____ SOURCE MATERIAL

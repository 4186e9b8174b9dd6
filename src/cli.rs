//! The `fincache` command: aggregate statistics for movements stored in JSON files, through the cache.

use crate::config::CacheConfig;
use crate::domain::FinanceCache;
use crate::memory::MemorySource;
use crate::stats::StatisticsResult;
use crate::stats::StatsPeriod;
use crate::types::Category;
use crate::types::Movement;
use crate::types::Scope;
use anyhow::bail;
use anyhow::Context;
use chrono::NaiveDate;
use chrono::Utc;
use fieldx::fxstruct;
use std::path::Path;
use std::path::PathBuf;
use std::sync::Arc;
use tracing::info;

#[derive(Debug, Clone, clap::Parser)]
#[fxstruct(no_new, get(copy))]
#[clap(about, version, author, name = "fincache")]
pub struct Cli {
    /// JSON array of movements.
    #[fieldx(get(clone))]
    #[clap(long, short, env = "FINCACHE_MOVEMENTS")]
    movements: PathBuf,

    /// JSON array of categories.
    #[fieldx(get(clone))]
    #[clap(long, short, env = "FINCACHE_CATEGORIES")]
    categories: Option<PathBuf>,

    #[fieldx(get(clone))]
    #[clap(long, short, env = "FINCACHE_USER", default_value = "local")]
    user: String,

    /// Shared household the movements belong to.
    #[fieldx(get(clone))]
    #[clap(long, env = "FINCACHE_CONTEXT")]
    context: Option<String>,

    /// Length of the statistics window: 6 or 12.
    #[clap(long, env = "FINCACHE_MONTHS", default_value_t = 6)]
    months: u32,

    /// Last month of the window, as any date inside it. Defaults to today.
    #[clap(long, short, env = "FINCACHE_REFERENCE")]
    reference: Option<NaiveDate>,

    /// Print the result as JSON.
    #[clap(long, env = "FINCACHE_JSON", default_value_t = false)]
    json: bool,
}

impl Cli {
    pub fn scope(&self) -> Scope {
        match self.context() {
            Some(context) => Scope::shared(self.user(), context),
            None => Scope::personal(self.user()),
        }
    }

    pub fn period(&self) -> anyhow::Result<StatsPeriod> {
        match StatsPeriod::from_months(self.months()) {
            Some(period) => Ok(period),
            None => bail!("--months must be 6 or 12, got {}", self.months()),
        }
    }
}

fn read_json<T: serde::de::DeserializeOwned>(path: &Path) -> anyhow::Result<T> {
    let raw = std::fs::read_to_string(path).with_context(|| format!("reading {}", path.display()))?;
    serde_json::from_str(&raw).with_context(|| format!("parsing {}", path.display()))
}

pub fn setup_tracing() -> anyhow::Result<()> {
    use tracing_subscriber::layer::SubscriberExt;
    use tracing_subscriber::util::SubscriberInitExt;

    tracing_subscriber::registry()
        .with(tracing_subscriber::EnvFilter::from_default_env())
        .with(tracing_subscriber::fmt::layer().with_writer(std::io::stderr))
        .try_init()?;

    info!("Tracing initialized");
    Ok(())
}

pub async fn execute(cli: Cli) -> anyhow::Result<()> {
    setup_tracing()?;

    let scope = cli.scope();
    let period = cli.period()?;
    let reference = cli.reference().unwrap_or_else(|| Utc::now().date_naive());

    let source = MemorySource::new();
    source.set_movements(&scope, read_json::<Vec<Movement>>(&cli.movements())?);
    if let Some(path) = cli.categories() {
        source.set_categories(&scope, read_json::<Vec<Category>>(&path)?);
    }

    let cache = FinanceCache::new(Arc::new(source), CacheConfig::default())?;

    let stats = cache.statistics(&scope, period, reference).await?;
    // Same question again; answered from the cache.
    let again = cache.statistics(&scope, period, reference).await?;
    debug_assert_eq!(stats, again);

    if cli.json() {
        println!("{}", serde_json::to_string_pretty(stats.as_ref())?);
    }
    else {
        print_report(&stats);
    }

    let insights = cache.performance_insights();
    info!(
        "{} calls, {} served from cache ({:.0}%), average fetch {:.2}ms",
        insights.total_calls,
        insights.cache_hits,
        insights.hit_rate * 100.0,
        insights.average_fetch_ms
    );

    cache.close().await;
    Ok(())
}

fn print_report(stats: &StatisticsResult) {
    let totals = &stats.detailed_stats;
    println!("Income:          {:>12}", totals.total_income);
    println!("Expenses:        {:>12}", totals.total_expenses);
    println!("Balance:         {:>12}", totals.balance);
    println!("Monthly average: {:>12}", totals.average_monthly);

    println!();
    for month in &stats.monthly_comparison {
        println!(
            "{:<10} {:>12} {:>12} {:>12}",
            month.label, month.income, month.expenses, month.balance
        );
    }

    if !stats.category_stats.is_empty() {
        println!();
        for bucket in &stats.category_stats {
            println!("{:<24} {:>12}  {}", bucket.name, bucket.value, bucket.color);
        }
    }
}
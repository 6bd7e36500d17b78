//! Reveal-on-scroll for elements tagged for animation.
//!
//! Three modes, picked once at mount time from what the platform offers:
//! reduced motion shows everything at once, an intersection observer
//! animates elements as they cross into the (bottom-shrunk) viewport, and
//! without one the element top is checked against the viewport on every
//! scroll. Whatever the mode, an element animates at most once.

pub const ANIMATE_CLASS: &str = "animate";

/// Marks elements waiting for the intersection observer.
pub const SCROLL_ANIMATE_CLASS: &str = "scroll-animate";

pub const INTERSECTION_THRESHOLD: f64 = 0.1;

/// The observer's root margin pulls the viewport bottom up by this much.
pub const ROOT_MARGIN_BOTTOM: f64 = 50.0;

/// Without an observer, an element reveals once its top is this far above
/// the viewport bottom.
pub const MANUAL_REVEAL_OFFSET: f64 = 150.0;

#[derive(Debug, Clone, Copy, Default, PartialEq, Eq)]
pub struct MotionSupport {
    pub reduced_motion: bool,
    pub intersection_observer: bool,
}

#[derive(Debug, Clone, Copy, PartialEq, Eq)]
pub enum RevealMode {
    Static,
    Intersection,
    ScrollPosition,
}

#[derive(Debug, Clone, Copy, PartialEq, Eq)]
pub enum RevealState {
    Waiting,
    Animated,
    Shown,
}

/// Element geometry relative to the viewport top.
#[derive(Debug, Clone, PartialEq)]
pub struct ElementBox {
    pub id: String,
    pub top: f64,
    pub height: f64,
}

impl ElementBox {
    pub fn new(id: impl Into<String>, top: f64, height: f64) -> Self {
        Self {
            id: id.into(),
            top,
            height,
        }
    }
}

/// Share of the element inside the viewport after the root margin is applied.
pub fn intersection_ratio(element: &ElementBox, viewport_height: f64) -> f64 {
    let root_bottom = viewport_height - ROOT_MARGIN_BOTTOM;
    if element.height <= 0.0 {
        return if element.top >= 0.0 && element.top < root_bottom {
            1.0
        } else {
            0.0
        };
    }
    let visible = (element.top + element.height).min(root_bottom) - element.top.max(0.0);
    (visible / element.height).clamp(0.0, 1.0)
}

#[derive(Debug)]
pub struct ScrollReveal {
    mode: RevealMode,
    elements: Vec<(String, RevealState)>,
}

impl ScrollReveal {
    pub fn mount<I, S>(ids: I, support: MotionSupport) -> Self
    where
        I: IntoIterator<Item = S>,
        S: Into<String>,
    {
        let mode = if support.reduced_motion {
            RevealMode::Static
        } else if support.intersection_observer {
            RevealMode::Intersection
        } else {
            RevealMode::ScrollPosition
        };
        let initial = if mode == RevealMode::Static {
            RevealState::Shown
        } else {
            RevealState::Waiting
        };
        let elements = ids.into_iter().map(|id| (id.into(), initial)).collect();
        Self { mode, elements }
    }

    pub fn mode(&self) -> RevealMode {
        self.mode
    }

    pub fn state(&self, id: &str) -> Option<RevealState> {
        self.elements
            .iter()
            .find(|(element, _)| element == id)
            .map(|(_, state)| *state)
    }

    /// Elements still waiting to animate.
    pub fn pending(&self) -> impl Iterator<Item = &str> {
        self.elements
            .iter()
            .filter(|(_, state)| *state == RevealState::Waiting)
            .map(|(id, _)| id.as_str())
    }

    /// Checks the given geometry and returns the ids that animate now.
    pub fn on_viewport_change(&mut self, viewport_height: f64, boxes: &[ElementBox]) -> Vec<String> {
        let mode = self.mode;
        let reached = |element: &ElementBox| match mode {
            RevealMode::Static => false,
            RevealMode::Intersection => {
                intersection_ratio(element, viewport_height) >= INTERSECTION_THRESHOLD
            }
            RevealMode::ScrollPosition => element.top < viewport_height - MANUAL_REVEAL_OFFSET,
        };

        let mut revealed = Vec::new();
        for element in boxes.iter().filter(|element| reached(element)) {
            if let Some((id, state)) = self
                .elements
                .iter_mut()
                .find(|(id, state)| *id == element.id && *state == RevealState::Waiting)
            {
                *state = RevealState::Animated;
                revealed.push(id.clone());
            }
        }
        revealed
    }
}
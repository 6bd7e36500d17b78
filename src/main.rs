use opentelemetry::trace::TracerProvider as _;
use opentelemetry_sdk::trace::SdkTracerProvider;
use portfolio_feeds::application::use_cases::load_article_feed::LoadArticleFeedInteractor;
use portfolio_feeds::application::use_cases::load_repository_feed::LoadRepositoryFeedInteractor;
use portfolio_feeds::config::Config;
use portfolio_feeds::infrastructures::adapters::primary::web::{AppState, create_router};
use portfolio_feeds::infrastructures::adapters::secondary::external_apis::build_client;
use portfolio_feeds::infrastructures::adapters::secondary::external_apis::devto::DevToApiAdapter;
use portfolio_feeds::infrastructures::adapters::secondary::external_apis::github::GitHubApiAdapter;
use std::sync::Arc;
use tracing::{info, info_span};
use tracing_subscriber::{EnvFilter, layer::SubscriberExt, util::SubscriberInitExt};

#[tokio::main]
async fn main() -> anyhow::Result<()> {
    let config = Config::from_env()?;

    // Initialize tracing; spans are exported only when a collector is configured
    let provider = if config.otlp_enabled {
        let otlp_exporter = opentelemetry_otlp::SpanExporter::builder()
            .with_tonic()
            .build()
            .map_err(|e| anyhow::anyhow!("Failed to create OTLP exporter: {}", e))?;
        Some(
            SdkTracerProvider::builder()
                .with_batch_exporter(otlp_exporter)
                .build(),
        )
    } else {
        None
    };
    let telemetry = provider
        .as_ref()
        .map(|provider| tracing_opentelemetry::layer().with_tracer(provider.tracer("portfolio-feeds")));
    let fmt_layer = tracing_subscriber::fmt::layer()
        .with_target(true)
        .with_level(true)
        .with_file(true)
        .with_line_number(true);

    tracing_subscriber::registry()
        .with(telemetry)
        .with(fmt_layer)
        .with(EnvFilter::try_from_default_env().unwrap_or_else(|_| EnvFilter::new("info")))
        .init();

    let initialize_span = info_span!("initialize");
    let enter = initialize_span.enter();
    info!("Application starting");

    // Build dependencies
    let client = build_client()?;
    let devto_api_adapter = Arc::new(DevToApiAdapter::new(
        client.clone(),
        config.devto_api_base_url.clone(),
    ));
    let github_api_adapter = Arc::new(GitHubApiAdapter::new(
        client,
        config.github_api_base_url.clone(),
        config.github_token.clone(),
    ));
    let app_state = Arc::new(AppState {
        article_feed: Arc::new(LoadArticleFeedInteractor::new(devto_api_adapter)),
        repository_feed: Arc::new(LoadRepositoryFeedInteractor::new(github_api_adapter)),
    });

    // Create router
    let app = create_router(app_state);

    // Start server
    info!("Listening on {}", config.bind_addr);
    drop(enter);

    let listener = tokio::net::TcpListener::bind(config.bind_addr).await?;
    axum::serve(listener, app.into_make_service()).await?;

    if let Some(provider) = provider {
        provider
            .shutdown()
            .map_err(|e| anyhow::anyhow!("Failed to shut down tracer provider: {}", e))?;
    }

    Ok(())
}
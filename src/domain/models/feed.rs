use crate::domain::cards::format::html_escape;
use serde::Serialize;

/// One rendered display fragment. `key` identifies the record it came from.
#[derive(Debug, Clone, PartialEq, Eq, Serialize)]
pub struct Card {
    pub key: String,
    pub html: String,
}

/// A literal message shown in place of cards.
#[derive(Debug, Clone, PartialEq, Eq, Serialize)]
pub struct Notice {
    pub class: &'static str,
    pub text: &'static str,
}

#[derive(Debug, Clone, PartialEq, Eq, Serialize)]
#[serde(tag = "state", content = "items", rename_all = "camelCase")]
pub enum PanelContent {
    Pending,
    Cards(Vec<Card>),
    Notice(Notice),
}

/// The page region a feed loader owns: a loading indicator and a container.
#[derive(Debug, Clone, PartialEq, Eq, Serialize)]
pub struct FeedPanel {
    #[serde(rename = "containerId")]
    pub container_id: &'static str,
    #[serde(rename = "loadingVisible")]
    pub loading_visible: bool,
    pub content: PanelContent,
}

impl FeedPanel {
    pub fn new(container_id: &'static str) -> Self {
        Self {
            container_id,
            loading_visible: true,
            content: PanelContent::Pending,
        }
    }

    pub fn hide_loading(&mut self) {
        self.loading_visible = false;
    }

    pub fn append(&mut self, card: Card) {
        match &mut self.content {
            PanelContent::Cards(cards) => cards.push(card),
            _ => self.content = PanelContent::Cards(vec![card]),
        }
    }

    /// Replaces whatever the container holds with a single notice.
    pub fn replace_with(&mut self, notice: Notice) {
        self.content = PanelContent::Notice(notice);
    }

    pub fn cards(&self) -> &[Card] {
        match &self.content {
            PanelContent::Cards(cards) => cards,
            _ => &[],
        }
    }

    pub fn notice(&self) -> Option<&Notice> {
        match &self.content {
            PanelContent::Notice(notice) => Some(notice),
            _ => None,
        }
    }

    pub fn loading_id(&self) -> String {
        format!("{}-loading", self.container_id)
    }

    pub fn to_html(&self) -> String {
        let mut buf = String::new();
        // Scoped to the container so both panels can share one page.
        let loading_id = self.loading_id();
        if self.loading_visible {
            buf.push_str(&format!(
                "<div id=\"{loading_id}\" class=\"loading\">Loading...</div>\n"
            ));
        } else {
            buf.push_str(&format!(
                "<div id=\"{loading_id}\" class=\"loading\" style=\"display: none\"></div>\n"
            ));
        }
        buf.push_str(&format!("<div id=\"{}\">", self.container_id));
        match &self.content {
            PanelContent::Pending => {}
            PanelContent::Cards(cards) => {
                for card in cards {
                    buf.push_str(&card.html);
                }
            }
            PanelContent::Notice(notice) => {
                buf.push_str(&format!(
                    "<p class=\"{}\">{}</p>",
                    notice.class,
                    html_escape(notice.text)
                ));
            }
        }
        buf.push_str("</div>\n");
        buf
    }
}
use anyhow::Context;
use std::env;
use std::net::SocketAddr;

const DEFAULT_BIND_ADDR: &str = "127.0.0.1:3000";
const DEFAULT_DEVTO_API_BASE_URL: &str = "https://dev.to";
const DEFAULT_GITHUB_API_BASE_URL: &str = "https://api.github.com";

/// Runtime settings. Account names and page sizes are not configurable.
#[derive(Debug, Clone, PartialEq, Eq)]
pub struct Config {
    pub bind_addr: SocketAddr,
    pub devto_api_base_url: String,
    pub github_api_base_url: String,
    pub github_token: Option<String>,
    pub otlp_enabled: bool,
}

impl Config {
    pub fn from_env() -> anyhow::Result<Self> {
        Self::from_lookup(|key| env::var(key).ok())
    }

    fn from_lookup<F>(lookup: F) -> anyhow::Result<Self>
    where
        F: Fn(&str) -> Option<String>,
    {
        let non_empty = |key: &str| lookup(key).filter(|value| !value.trim().is_empty());

        let bind_addr = non_empty("PORTFOLIO_BIND_ADDR")
            .unwrap_or_else(|| DEFAULT_BIND_ADDR.to_string());
        let bind_addr = bind_addr
            .parse()
            .with_context(|| format!("Invalid PORTFOLIO_BIND_ADDR: {bind_addr}"))?;

        Ok(Self {
            bind_addr,
            devto_api_base_url: non_empty("DEVTO_API_BASE_URL")
                .map(|url| url.trim_end_matches('/').to_string())
                .unwrap_or_else(|| DEFAULT_DEVTO_API_BASE_URL.to_string()),
            github_api_base_url: non_empty("GITHUB_API_BASE_URL")
                .map(|url| url.trim_end_matches('/').to_string())
                .unwrap_or_else(|| DEFAULT_GITHUB_API_BASE_URL.to_string()),
            github_token: non_empty("GITHUB_TOKEN"),
            otlp_enabled: non_empty("OTEL_EXPORTER_OTLP_ENDPOINT").is_some(),
        })
    }
}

________

**WORK TO COMPLETE**
All that is wanted is a faithful reproduction of the line above with "#[derive(Debug, Clone, PartialEq)]", the line with "viewport_height: f64) ->", and every line in between.

**SOLVED PROBLEM**
#[derive(Debug, Clone, PartialEq)]
pub struct ElementBox {
    pub id: String,
    pub top: f64,
    pub height: f64,
}

impl ElementBox {
    pub fn new(id: impl Into<String>, top: f64, height: f64) -> Self {
        Self {
            id: id.into(),
            top,
            height,
        }
    }
}

/// Share of the element inside the viewport after the root margin is applied.
pub fn intersection_ratio(element: &ElementBox, viewport_height: f64) -> f64 {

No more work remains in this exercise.